Yang Terancam Pada Malam
 
tangis itu berbunyi lagi, pada malam ke sekian
pada dentang jam yang sayup. kuingat kembali
hujan yang kau titipkan ke tanganku
selalu tumpah, dan kurasakan ada yang mampir
hujan yang kusimpan yang selalu mahir mengancam 
barangkali adalah brosur masa silam
yang menawarkan kemustahilan, penyesalan
ketidakmungkinan, langit, nisan dan apalagi
dikebatnya segala menjadi nestapa
aku di antara pintu-pintu terkunci
mencari jalan menemukanmu
 
Teluk Kuantan, 2016
 
 
 
Perahu Kaca
 
di tepian pulau itu, aku ingat sekali, 
bagaimana caramu membungkus janji-janji 
dengan botol kaca. botol kaca yang bahkan 
tak mengenalmu. mungkin kalian telah saling 
kenal. atau mungkin mulut yang kau redam dan 
kau bungkus di dalamnya, telah binal 
kau biarkan botol kaca itu dipecah ombak
 
maka penuhlah tubuhnya oleh darah yang 
bukan kepunyaanmu. padahal perang telah lama usai, 
dan tak sedikit pun ditemukan bangkai-bangkai 
pedang yang tergenang di batang kuantan 
 
kau tak lagi bicara. terlihat jelas, sepasang mata 
yang melekat di wajah itu, berontak. sementara
mulutmu masih berlayar, mengumpat di tengah sunyi
tentang segala yang tidak kautepati
 
Teluk Kuantan, 2016
 
 
 
Reky Arfal.

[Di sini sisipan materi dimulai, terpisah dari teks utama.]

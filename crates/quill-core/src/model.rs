use crate::page::SortKey;
use crate::source::Record;
use chrono::{DateTime, Utc};
use serde::Serialize;

/// A blog post. Comments are scoped to one post.
#[derive(Debug, Clone, PartialEq, Eq, Serialize)]
pub struct Post {
    pub post_id: i64,
    pub title: String,
    pub is_published: bool,
    pub created_at: DateTime<Utc>,
}

/// A comment on a post: the record the engine paginates.
#[derive(Debug, Clone, PartialEq, Eq, Serialize)]
pub struct Comment {
    pub comment_id: i64,
    pub post_id: i64,
    pub author: String,
    pub body: String,
    pub is_deleted: bool,
    pub deleted_at: Option<DateTime<Utc>>,
    pub created_at: DateTime<Utc>,
}

impl Record for Comment {
    fn sort_key(&self) -> SortKey {
        SortKey::new(self.created_at, self.comment_id)
    }

    fn scope_id(&self) -> i64 {
        self.post_id
    }

    fn is_deleted(&self) -> bool {
        self.is_deleted
    }
}
//! Report Generators: aggregations over `full_sales_data`, exported as CSV.
//!
//! Reports only read the store, so each one runs on its own and a failure in
//! one does not stop the others.

pub mod category;
pub mod growth;
pub mod income;
pub mod monthly;
pub mod profitability;
pub mod rfm;
pub mod territory;
pub mod writer;

use crate::config::PipelineConfig;
use crate::error::Result;
use crate::store::Store;
use std::fmt;
use std::path::{Path, PathBuf};
use tracing::{error, info};
use writer::write_report;

/// `numerator / denominator`, or `None` when the denominator is zero or the
/// result is not a finite number.
pub fn ratio(numerator: f64, denominator: f64) -> Option<f64> {
    if denominator == 0.0 {
        return None;
    }
    let value = numerator / denominator;
    value.is_finite().then_some(value)
}

#[derive(Debug, Clone, Copy, PartialEq, Eq, Hash, clap::ValueEnum)]
pub enum ReportKind {
    Monthly,
    Category,
    Territory,
    Rfm,
    Income,
    Profitability,
    Growth,
}

impl ReportKind {
    pub const ALL: [ReportKind; 7] = [
        ReportKind::Monthly,
        ReportKind::Category,
        ReportKind::Territory,
        ReportKind::Rfm,
        ReportKind::Income,
        ReportKind::Profitability,
        ReportKind::Growth,
    ];

    pub fn file_name(&self) -> &'static str {
        match self {
            ReportKind::Monthly => "monthly_sales.csv",
            ReportKind::Category => "category_sales.csv",
            ReportKind::Territory => "sales_territory.csv",
            ReportKind::Rfm => "rfm.csv",
            ReportKind::Income => "customer_spend.csv",
            ReportKind::Profitability => "profits.csv",
            ReportKind::Growth => "sales_growth.csv",
        }
    }
}

impl fmt::Display for ReportKind {
    fn fmt(&self, f: &mut fmt::Formatter<'_>) -> fmt::Result {
        let name = match self {
            ReportKind::Monthly => "monthly sales",
            ReportKind::Category => "category performance",
            ReportKind::Territory => "territory sales",
            ReportKind::Rfm => "RFM segments",
            ReportKind::Income => "income spend",
            ReportKind::Profitability => "product profitability",
            ReportKind::Growth => "year-over-year growth",
        };
        f.write_str(name)
    }
}

/// Computes one report and writes it to `path`. Returns rows written.
pub fn generate(kind: ReportKind, store: &Store, config: &PipelineConfig, path: &Path) -> Result<usize> {
    match kind {
        ReportKind::Monthly => write_report(path, &monthly::monthly_sales(store)?),
        ReportKind::Category => write_report(path, &category::category_sales(store)?),
        ReportKind::Territory => write_report(path, &territory::territory_sales(store)?),
        ReportKind::Rfm => write_report(path, &rfm::rfm_segments(store, &config.segments)?),
        ReportKind::Income => write_report(path, &income::income_spend(store)?),
        ReportKind::Profitability => {
            write_report(path, &profitability::product_profitability(store)?)
        }
        ReportKind::Growth => write_report(path, &growth::quarterly_growth(store)?),
    }
}

#[derive(Debug)]
pub enum ReportStatus {
    Written { rows: usize },
    Failed(String),
}

#[derive(Debug)]
pub struct ReportOutcome {
    pub kind: ReportKind,
    pub path: PathBuf,
    pub status: ReportStatus,
}

#[derive(Debug, Default)]
pub struct ReportSummary {
    pub outcomes: Vec<ReportOutcome>,
}

impl ReportSummary {
    pub fn failures(&self) -> impl Iterator<Item = &ReportOutcome> {
        self.outcomes
            .iter()
            .filter(|o| matches!(o.status, ReportStatus::Failed(_)))
    }

    pub fn is_success(&self) -> bool {
        self.failures().next().is_none()
    }

    pub fn get(&self, kind: ReportKind) -> Option<&ReportOutcome> {
        self.outcomes.iter().find(|o| o.kind == kind)
    }
}

/// Runs the requested reports in order, recording each outcome.
pub fn run_reports(store: &Store, config: &PipelineConfig, kinds: &[ReportKind]) -> ReportSummary {
    let mut summary = ReportSummary::default();
    for &kind in kinds {
        let path = config.output_dir.join(kind.file_name());
        let status = match generate(kind, store, config, &path) {
            Ok(rows) => {
                info!("✅ {}: {} rows -> {}", kind, rows, path.display());
                ReportStatus::Written { rows }
            }
            Err(e) => {
                error!("❌ {} failed: {}", kind, e);
                ReportStatus::Failed(e.to_string())
            }
        };
        summary.outcomes.push(ReportOutcome { kind, path, status });
    }
    summary
}
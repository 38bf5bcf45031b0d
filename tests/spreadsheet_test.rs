use polars::prelude::*;
use sales_insights::ingestion::read_source;
use sales_insights::schema::tables;
use sales_insights::{Pipeline, PipelineConfig, Store};
use std::path::{Path, PathBuf};

/// Workbooks named like the production extracts, same rows as the CSV fixture
/// except SO1 is 2000.50. The calendar column uses a date number format.
fn workbook_dir() -> PathBuf {
    Path::new(env!("CARGO_MANIFEST_DIR")).join("tests/fixtures/xlsx")
}

fn column_dtype(frame: &DataFrame, name: &str) -> DataType {
    frame.column(name).unwrap().dtype().clone()
}

#[test]
fn test_workbook_columns_are_typed() {
    let customers = read_source(&workbook_dir().join("customers.xlsx")).unwrap();
    assert_eq!(customers.shape(), (3, 7));
    assert_eq!(column_dtype(&customers, "CustomerKey"), DataType::Int64);
    assert_eq!(column_dtype(&customers, "YearlyIncome"), DataType::Int64);
    assert_eq!(column_dtype(&customers, "FirstName"), DataType::String);

    let date = read_source(&workbook_dir().join("date.xlsx")).unwrap();
    assert_eq!(
        column_dtype(&date, "FullDateAlternateKey"),
        DataType::Datetime(TimeUnit::Microseconds, None)
    );
    assert_eq!(column_dtype(&date, "DateKey"), DataType::Int64);

    let product = read_source(&workbook_dir().join("product.xlsx")).unwrap();
    assert_eq!(column_dtype(&product, "Weight"), DataType::Float64);

    // one fractional amount widens the whole column
    let sales = read_source(&workbook_dir().join("sales_new.xlsx")).unwrap();
    assert_eq!(sales.height(), 5);
    assert_eq!(column_dtype(&sales, "SalesAmount"), DataType::Float64);
    assert_eq!(column_dtype(&sales, "OrderQuantity"), DataType::Int64);
}

#[test]
fn test_workbooks_drive_the_full_pipeline() {
    let scratch = tempfile::tempdir().unwrap();
    let config = PipelineConfig {
        data_dir: workbook_dir(),
        store_path: scratch.path().join("sales_analysis.db"),
        output_dir: scratch.path().join("reports"),
        ..PipelineConfig::default()
    };

    let summary = Pipeline::new(config.clone()).run().unwrap();
    assert_eq!(summary.load.tables.len(), 7);
    assert_eq!(summary.load.full_sales_rows, 5);
    assert!(summary.reports.is_success());

    // Excel date cells land as calendar dates without a time part
    let store = Store::open(&config.store_path).unwrap();
    let first: String = store
        .query_scalar("SELECT MIN(FullDateAlternateKey) FROM full_sales_data")
        .unwrap();
    assert_eq!(first, "2013-01-05");
    let full = store.read_table(tables::FULL_SALES).unwrap();
    assert_eq!(column_dtype(&full, "FullDateAlternateKey"), DataType::Date);

    let mut reader = csv::Reader::from_path(config.output_dir.join("rfm.csv")).unwrap();
    let codes: Vec<String> = reader
        .records()
        .map(|r| r.unwrap()[9].to_string())
        .collect();
    assert_eq!(codes, vec!["444", "412", "121"]);

    let mut reader = csv::Reader::from_path(config.output_dir.join("sales_growth.csv")).unwrap();
    let growth: Vec<String> = reader
        .records()
        .map(|r| r.unwrap()[3].to_string())
        .collect();
    assert_eq!(growth[0], "");
    let second: f64 = growth[1].parse().unwrap();
    assert!((second - (4335.0 - 2070.5) / 2070.5).abs() < 1e-9);
}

Menetap di Pekanbaru. Mahasiswa UIN SUSKA, jurusan Ilmu Hukum. Bergiat di Komunitas Paragraf, juga koordinator Malam Puisi Pekanbaru. Beberapa puisinya diterbitkan di Riau Pos dan Indopos, dan termaktub ke dalam beberapa antologi, yaitu Gemuruh Ingatan, Bendera Putih Untuk Tuhan, Selesat Cahaya Bermekaran, Pelabuhan Merah dan Wajah Kita.